New York Times - 30/12
Times Opinion a interrogé huit artistes palestiniens en activité sur le rôle de l’art dans la guerre à Gaza.

La guerre à Gaza n’a guère épargné. Plus de 72 000 personnes sont mortes. Des familles et des quartiers entiers ont disparu. Parmi les pertes incalculables : une grande partie de la vie culturelle et de l’histoire de Gaza a été endommagée ou détruite. De nombreux artistes gazaouis ont été tués ; beaucoup d’autres ont été contraints de déménager et ont perdu leurs amis et leur famille en cours de route. Les artistes palestiniens à l’intérieur et à l’extérieur de Gaza ont du mal à avancer.

Au début, certains se sont sentis paralysés par leur désespoir. En recommençant à travailler, ils ont trouvé un moyen de traiter la gravité de cette période de l’histoire palestinienne à travers leur art. Opinion du New York Times a demandé aux artistes palestiniens de Gaza, de Cisjordanie, des États-Unis et d’Europe de partager ce qu’ils ont créé depuis le début du conflit. Ils ont parlé de leur rôle dans cette guerre : documenter les pertes, résister à l’effacement et tracer la voie à suivre.

Raghda Zaiton veut rappeler au monde que les Palestiniens existent.

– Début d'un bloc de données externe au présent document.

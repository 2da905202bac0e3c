//! Poll until a page or URL returns an expected HTTP status

use std::collections::BTreeSet;

use crate::clock::Clock;
use crate::error::PollResult;
use crate::http::HeadClient;
use crate::page::{reload, Page};
use crate::poller::{Outcome, PollOptions, PollSpec, PollSummary, Poller};

/// Status codes a resource returns while it is not yet published
pub const DEFAULT_TOLERABLE_CODES: [u16; 1] = [404];

/// Three-way classification of observed status codes.
///
/// Accepted codes end the poll successfully, tolerable codes keep it going, and
/// anything else aborts it. The two sets may overlap; accepted wins.
#[derive(Debug, Clone, PartialEq, Eq)]
pub struct StatusCodeCheck {
    accepted: BTreeSet<u16>,
    tolerable: BTreeSet<u16>,
}

impl StatusCodeCheck {
    /// Accept any of `codes`, tolerating the default "not yet published" codes
    pub fn new(codes: impl IntoIterator<Item = u16>) -> Self {
        Self {
            accepted: codes.into_iter().collect(),
            tolerable: DEFAULT_TOLERABLE_CODES.into_iter().collect(),
        }
    }

    /// Replace the codes that mean "keep retrying"
    pub fn keep_retrying_while(mut self, codes: impl IntoIterator<Item = u16>) -> Self {
        self.tolerable = codes.into_iter().collect();
        self
    }

    pub fn accepted(&self) -> &BTreeSet<u16> {
        &self.accepted
    }

    pub fn tolerable(&self) -> &BTreeSet<u16> {
        &self.tolerable
    }

    pub fn classify(&self, target: &str, code: u16) -> Outcome {
        if self.accepted.contains(&code) {
            Outcome::Stop
        } else if self.tolerable.contains(&code) {
            Outcome::Continue
        } else {
            Outcome::Abort(format!("Aborting reloading {} as a {} was returned", target, code))
        }
    }

    fn fail_reason(&self, target: &str) -> String {
        let codes: Vec<String> = self.accepted.iter().map(u16::to_string).collect();
        format!("{} was not returning {}", target, codes.join(","))
    }
}

impl<C: Clock> Poller<C> {
    /// Reload `page` until its last navigation returned an accepted status
    pub fn reload_page_until_status_code<P>(
        &self,
        page: &P,
        check: &StatusCodeCheck,
        options: &PollOptions,
    ) -> PollResult<PollSummary>
    where
        P: Page + ?Sized,
    {
        let url = page.current_url()?;
        let predicate = || -> PollResult<Outcome> {
            let target = page.current_url()?;
            let code = page.status_code()?;
            Ok(check.classify(&target, code))
        };

        let spec = PollSpec::new(predicate)
            .on_retry(|| reload(page))
            .with_options(options, check.fail_reason(&url));
        self.run(spec)
    }

    /// Issue HEAD requests to `url` until one returns an accepted status
    pub fn reload_url_until_status_code<H>(
        &self,
        client: &H,
        url: &str,
        check: &StatusCodeCheck,
        options: &PollOptions,
    ) -> PollResult<PollSummary>
    where
        H: HeadClient + ?Sized,
    {
        let predicate = || -> PollResult<Outcome> {
            let code = client.head(url)?;
            Ok(check.classify(url, code))
        };

        let spec = PollSpec::new(predicate).with_options(options, check.fail_reason(url));
        self.run(spec)
    }
}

" Environ une semaine après le début de la guerre, j'ai entendu une interview d'une mère palestinienne pleurer et parler de sa fille : " Elle était une nouvelle mariée ", a-t-elle déclaré. " Nous ne lui avons même pas rendu sa robe de mariée. " Ses paroles m'ont poussé à peindre une jeune femme vêtue d'une robe gris bleuâtre - elle vient du monde des défunts - coincée entre un groupe de femmes. Nous vivons à travers l'histoire. En tant qu'artistes, nous devons créer des images pour le monde pour montrer que nous avons des sentiments. Nous avons des idées. Nous avons les enfants. Nous existons.